_PROMPT_
Reproduce each entry below verbatim.

Saved data entries:
┌────────

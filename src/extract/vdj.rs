use super::{
    collect_numbers, collect_pipeline_info, collect_warnings, require, sample_id, Extraction,
    MetricRecord, MetricRules,
};
use crate::{
    error::ExtractError,
    websummary::{types::VdjWebSummary, Variant},
};
use serde::Deserialize;
use serde_json::Value;
use std::sync::LazyLock;

const VDJ_LABELS: &[(&str, &str)] = &[
    // sequencing
    ("Number of Read Pairs", "number_of_read_pairs"),
    ("Valid Barcodes", "valid_barcodes"),
    ("Q30 Bases in Barcode", "q30_bases_in_barcode"),
    ("Q30 Bases in RNA Read 1", "q30_bases_in_rna_read"),
    ("Q30 Bases in RNA Read", "q30_bases_in_rna_read"),
    ("Q30 Bases in RNA Read 2", "q30_bases_in_rna_read_2"),
    ("Q30 Bases in UMI", "q30_bases_in_umi"),
    // cells
    ("Estimated Number of Cells", "estimated_number_of_cells"),
    ("Mean Read Pairs per Cell", "mean_read_pairs_per_cell"),
    ("Mean Used Read Pairs per Cell", "mean_used_read_pairs_per_cell"),
    ("Fraction Reads in Cells", "fraction_reads_in_cells"),
    (
        "Number of Cells With Productive V-J Spanning Pair",
        "number_of_cells_with_productive_vj_spanning_pair",
    ),
    // enrichment
    ("Reads Mapped to Any V(D)J Gene", "reads_mapped_to_any_vdj_gene"),
    // annotation
    (
        "Cells With Productive V-J Spanning Pair",
        "cells_with_productive_vj_spanning_pair",
    ),
    ("Paired Clonotype Diversity", "paired_clonotype_diversity"),
];

const CHAIN: &str = "(TRA|TRB|TRG|TRD|IGH|IGK|IGL)";

static VDJ_RULES: LazyLock<MetricRules> = LazyLock::new(|| {
    let patterns = [
        (format!(r"^Reads Mapped to {CHAIN}$"), "reads_mapped_to_${1}"),
        (format!(r"^Median {CHAIN} UMIs per Cell$"), "median_${1}_umis_per_cell"),
        (
            format!(r"^Cells With Productive V-J Spanning \({CHAIN}, {CHAIN}\) Pair$"),
            "cells_with_productive_vj_spanning_${1}_${2}_pair",
        ),
        (format!(r"^Cells With {CHAIN} Contig$"), "cells_with_${1}_contig"),
        (
            format!(r"^Cells With CDR3-annotated {CHAIN} Contig$"),
            "cells_with_cdr3_annotated_${1}_contig",
        ),
        (
            format!(r"^Cells With V-J Spanning {CHAIN} Contig$"),
            "cells_with_vj_spanning_${1}_contig",
        ),
        (
            format!(r"^Cells With Productive {CHAIN} Contig$"),
            "cells_with_productive_${1}_contig",
        ),
    ];
    let patterns: Vec<(&str, &'static str)> =
        patterns.iter().map(|(p, t)| (p.as_str(), *t)).collect();
    MetricRules::new(VDJ_LABELS).with_patterns(&patterns)
});

const REQUIRED: &[&str] = &["estimated_number_of_cells"];

/// Extracts a V(D)J report. Chain-specific rows (TRA, IGH, ...) become keys such as
/// `median_tra_umis_per_cell`.
pub fn extract_vdj(payload: &Value) -> Result<Extraction, ExtractError> {
    let ws = VdjWebSummary::deserialize(payload).map_err(|source| ExtractError::Schema {
        variant: Variant::Vdj,
        source,
    })?;
    let summary = ws.summary;
    let tab = &summary.summary_tab;

    let mut record = MetricRecord::new();
    if let Some(info) = &tab.pipeline_info_table {
        collect_pipeline_info(&mut record, info);
    }
    let sections = [
        Some(&tab.sequencing),
        Some(&tab.cells),
        Some(&tab.vdj_enrichment),
        tab.vdj_expression.as_ref(),
        Some(&tab.vdj_annotation),
    ];
    for section in sections.into_iter().flatten() {
        collect_numbers(&mut record, &section.table, &VDJ_RULES, "");
    }
    require(&record, Variant::Vdj, REQUIRED)?;

    Ok(Extraction {
        variant: Variant::Vdj,
        sample_name: sample_id(summary.sample.as_ref()),
        record,
        warnings: collect_warnings(summary.alarms.as_ref()),
    })
}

└────────

_WRITTEN RESPONSE_
filename src/extract/vdj.rs
use super::{
    collect_numbers, collect_pipeline_info, collect_warnings, require, sample_id, Extraction,
    MetricRecord, MetricRules,
};
use crate::{
    error::ExtractError,
    websummary::{types::VdjWebSummary, Variant},
};
use serde::Deserialize;
use serde_json::Value;
use std::sync::LazyLock;

const VDJ_LABELS: &[(&str, &str)] = &[
    // sequencing
    ("Number of Read Pairs", "number_of_read_pairs"),
    ("Valid Barcodes", "valid_barcodes"),
    ("Q30 Bases in Barcode", "q30_bases_in_barcode"),
    ("Q30 Bases in RNA Read 1", "q30_bases_in_rna_read"),
    ("Q30 Bases in RNA Read", "q30_bases_in_rna_read"),
    ("Q30 Bases in RNA Read 2", "q30_bases_in_rna_read_2"),
    ("Q30 Bases in UMI", "q30_bases_in_umi"),
    // cells
    ("Estimated Number of Cells", "estimated_number_of_cells"),
    ("Mean Read Pairs per Cell", "mean_read_pairs_per_cell"),
    ("Mean Used Read Pairs per Cell", "mean_used_read_pairs_per_cell"),
    ("Fraction Reads in Cells", "fraction_reads_in_cells"),
    (
        "Number of Cells With Productive V-J Spanning Pair",
        "number_of_cells_with_productive_vj_spanning_pair",
    ),
    // enrichment
    ("Reads Mapped to Any V(D)J Gene", "reads_mapped_to_any_vdj_gene"),
    // annotation
    (
        "Cells With Productive V-J Spanning Pair",
        "cells_with_productive_vj_spanning_pair",
    ),
    ("Paired Clonotype Diversity", "paired_clonotype_diversity"),
];

const CHAIN: &str = "(TRA|TRB|TRG|TRD|IGH|IGK|IGL)";

static VDJ_RULES: LazyLock<MetricRules> = LazyLock::new(|| {
    let patterns = [
        (format!(r"^Reads Mapped to {CHAIN}$"), "reads_mapped_to_${1}"),
        (format!(r"^Median {CHAIN} UMIs per Cell$"), "median_${1}_umis_per_cell"),
        (
            format!(r"^Cells With Productive V-J Spanning \({CHAIN}, {CHAIN}\) Pair$"),
            "cells_with_productive_vj_spanning_${1}_${2}_pair",
        ),
        (format!(r"^Cells With {CHAIN} Contig$"), "cells_with_${1}_contig"),
        (
            format!(r"^Cells With CDR3-annotated {CHAIN} Contig$"),
            "cells_with_cdr3_annotated_${1}_contig",
        ),
        (
            format!(r"^Cells With V-J Spanning {CHAIN} Contig$"),
            "cells_with_vj_spanning_${1}_contig",
        ),
        (
            format!(r"^Cells With Productive {CHAIN} Contig$"),
            "cells_with_productive_${1}_contig",
        ),
    ];
    let patterns: Vec<(&str, &'static str)> =
        patterns.iter().map(|(p, t)| (p.as_str(), *t)).collect();
    MetricRules::new(VDJ_LABELS).with_patterns(&patterns)
});

const REQUIRED: &[&str] = &["estimated_number_of_cells"];

/// Extracts a V(D)J report. Chain-specific rows (TRA, IGH, ...) become keys such as
/// `median_tra_umis_per_cell`.
pub fn extract_vdj(payload: &Value) -> Result<Extraction, ExtractError> {
    let ws = VdjWebSummary::deserialize(payload).map_err(|source| ExtractError::Schema {
        variant: Variant::Vdj,
        source,
    })?;
    let summary = ws.summary;
    let tab = &summary.summary_tab;

    let mut record = MetricRecord::new();
    if let Some(info) = &tab.pipeline_info_table {
        collect_pipeline_info(&mut record, info);
    }
    let sections = [
        Some(&tab.sequencing),
        Some(&tab.cells),
        Some(&tab.vdj_enrichment),
        tab.vdj_expression.as_ref(),
        Some(&tab.vdj_annotation),
    ];
    for section in sections.into_iter().flatten() {
        collect_numbers(&mut record, &section.table, &VDJ_RULES, "");
    }
    require(&record, Variant::Vdj, REQUIRED)?;

    Ok(Extraction {
        variant: Variant::Vdj,
        sample_name: sample_id(summary.sample.as_ref()),
        record,
        warnings: collect_warnings(summary.alarms.as_ref()),
    })
}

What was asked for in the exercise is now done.